Selbstmodell   Metzingers Grundgedanke lautet, stark vereinfacht: Das Gehirn ist ein informationsverarbeitendes System. Sämtliche Wahrnehmungen — auch die innerer emotionaler Zustände — werden zu einer Repräsentation der Welt zusammengefügt, die in sich möglichst geschlossen und logisch konsistent ist. Dazu gehört auch die Selbstwahrnehmung des Körpers. Das Gehirn macht sich ein Modell des Körpers, das dessen Bedürfnissen angepaßt ist.

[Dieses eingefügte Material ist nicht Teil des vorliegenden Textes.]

use axum::{
    extract::{Path, State},
    http::StatusCode,
    routing::get,
    Json, Router,
};
use chrono::Utc;
use uuid::Uuid;

use crate::{authentication::Session, http_err::ApiResponse, server::AppState};

use super::{services::BudgetService, BudgetProgress, NewBudgetData};

pub fn routes() -> Router<AppState> {
    Router::new()
        .route("/budgets", get(list_budgets).post(create_budget))
        .route(
            "/budgets/:budget_id",
            get(get_budget).put(update_budget).delete(delete_budget),
        )
        .route("/budgets/:budget_id/progress", get(get_budget))
}

async fn list_budgets(
    session: Session,
    State(budget_service): State<BudgetService>,
) -> ApiResponse<Json<Vec<BudgetProgress>>> {
    Ok(Json(
        budget_service
            .list_budgets(session.user_id(), Utc::now().date_naive())
            .await?,
    ))
}

async fn create_budget(
    session: Session,
    State(budget_service): State<BudgetService>,
    Json(data): Json<NewBudgetData>,
) -> ApiResponse<(StatusCode, Json<BudgetProgress>)> {
    let budget = budget_service
        .create_budget(session.user_id(), data, Utc::now().date_naive())
        .await?;

    Ok((StatusCode::CREATED, Json(budget)))
}

async fn get_budget(
    session: Session,
    State(budget_service): State<BudgetService>,
    Path(budget_id): Path<Uuid>,
) -> ApiResponse<Json<BudgetProgress>> {
    Ok(Json(
        budget_service
            .get_budget(session.user_id(), budget_id, Utc::now().date_naive())
            .await?,
    ))
}

async fn update_budget(
    session: Session,
    State(budget_service): State<BudgetService>,
    Path(budget_id): Path<Uuid>,
    Json(data): Json<NewBudgetData>,
) -> ApiResponse<Json<BudgetProgress>> {
    Ok(Json(
        budget_service
            .update_budget(session.user_id(), budget_id, data, Utc::now().date_naive())
            .await?,
    ))
}

async fn delete_budget(
    session: Session,
    State(budget_service): State<BudgetService>,
    Path(budget_id): Path<Uuid>,
) -> ApiResponse<StatusCode> {
    budget_service
        .delete_budget(session.user_id(), budget_id)
        .await?;

    Ok(StatusCode::NO_CONTENT)
}
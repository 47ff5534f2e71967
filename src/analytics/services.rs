use std::collections::HashMap;

use chrono::{Months, NaiveDate};
use uuid::Uuid;

use crate::{
    dates,
    repos::DynAnalyticsRepo,
    service_err::{ServiceError, ServiceResult},
};

use super::{CategoryTotal, MonthlyTotal, Summary};

pub const MAX_MONTHS: u32 = 36;

#[derive(Clone)]
pub struct AnalyticsService {
    analytics_repo: DynAnalyticsRepo,
}

impl AnalyticsService {
    pub fn new(analytics_repo: DynAnalyticsRepo) -> Self {
        Self { analytics_repo }
    }

    pub async fn summary(&self, user_id: Uuid) -> ServiceResult<Summary> {
        Ok(self.analytics_repo.summary(user_id).await?)
    }

    /// Income and expense for each of the last `months` calendar months,
    /// ending with the month containing `today`. Months without
    /// transactions are reported as zero.
    pub async fn monthly(
        &self,
        user_id: Uuid,
        today: NaiveDate,
        months: u32,
    ) -> ServiceResult<Vec<MonthlyTotal>> {
        if months == 0 || months > MAX_MONTHS {
            return Err(ServiceError::Invalid(format!(
                "Months must be between 1 and {}.",
                MAX_MONTHS
            )));
        }

        let first = dates::month_start(today)
            .checked_sub_months(Months::new(months - 1))
            .ok_or_else(|| ServiceError::Invalid("Months reach too far back.".to_owned()))?;
        let totals = self.analytics_repo.monthly_totals(user_id, first).await?;

        Ok(fill_months(first, months, totals))
    }

    /// Expenses per category in the inclusive range. The range defaults to
    /// the current month up to `today`.
    pub async fn categories(
        &self,
        user_id: Uuid,
        today: NaiveDate,
        from: Option<NaiveDate>,
        to: Option<NaiveDate>,
    ) -> ServiceResult<Vec<CategoryTotal>> {
        let from = from.unwrap_or_else(|| dates::month_start(today));
        let to = to.unwrap_or(today);
        if from > to {
            return Err(ServiceError::Invalid(
                "The start of the range must not be after its end.".to_owned(),
            ));
        }

        Ok(self.analytics_repo.category_totals(user_id, from, to).await?)
    }
}

fn fill_months(first: NaiveDate, months: u32, totals: Vec<MonthlyTotal>) -> Vec<MonthlyTotal> {
    let mut by_month: HashMap<NaiveDate, MonthlyTotal> =
        totals.into_iter().map(|t| (t.month, t)).collect();

    (0..months)
        .map(|offset| {
            let month = dates::add_months(first, offset);

            by_month.remove(&month).unwrap_or(MonthlyTotal {
                month,
                income: 0,
                expense: 0,
            })
        })
        .collect()
}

Das könnte auch eine Erklärung für psychosomatische Erkrankungen liefern. «Hat man zum Beispiel Magenkrämpfe, dann wirkt das Gehirn auf das vegetative Nervensystem ein. Das kann jedoch nur funktionieren, wenn das Gehirn eine Karte des eigenen Körpers gespeichert hat, so daß die Reaktion auch an die richtige Stelle gelangt.»

Die Abbildung im Gehirn ist allerdings nicht maßstabsgetreu. Es kommt nicht darauf an, daß das geistige Modell völlig mit der äußeren Realität übereinstimmt, entscheidend ist, daß es ein sinnvolles Reagieren erlaubt. Und eine ähnliche Modellbildung findet auch auf anderen Ebenen statt. Um etwa sozial erfolgreich interagieren zu können, entwirft das Gehirn eine Selbstrepräsentation der eigenen Person in Abgrenzung von Mitmensch und Umwelt. Und diese Modellbildung wiederum ist so  effektiv, daß wir sie gewöhnlich überhaupt nicht wahrnehmen. «Der Organismus verwechselt sich gleichsam mit dem Inhalt seiner Repräsentation und hält sein Selbstmodell für die Wirklichkeit. Erst dadurch wird es richtig effizient.»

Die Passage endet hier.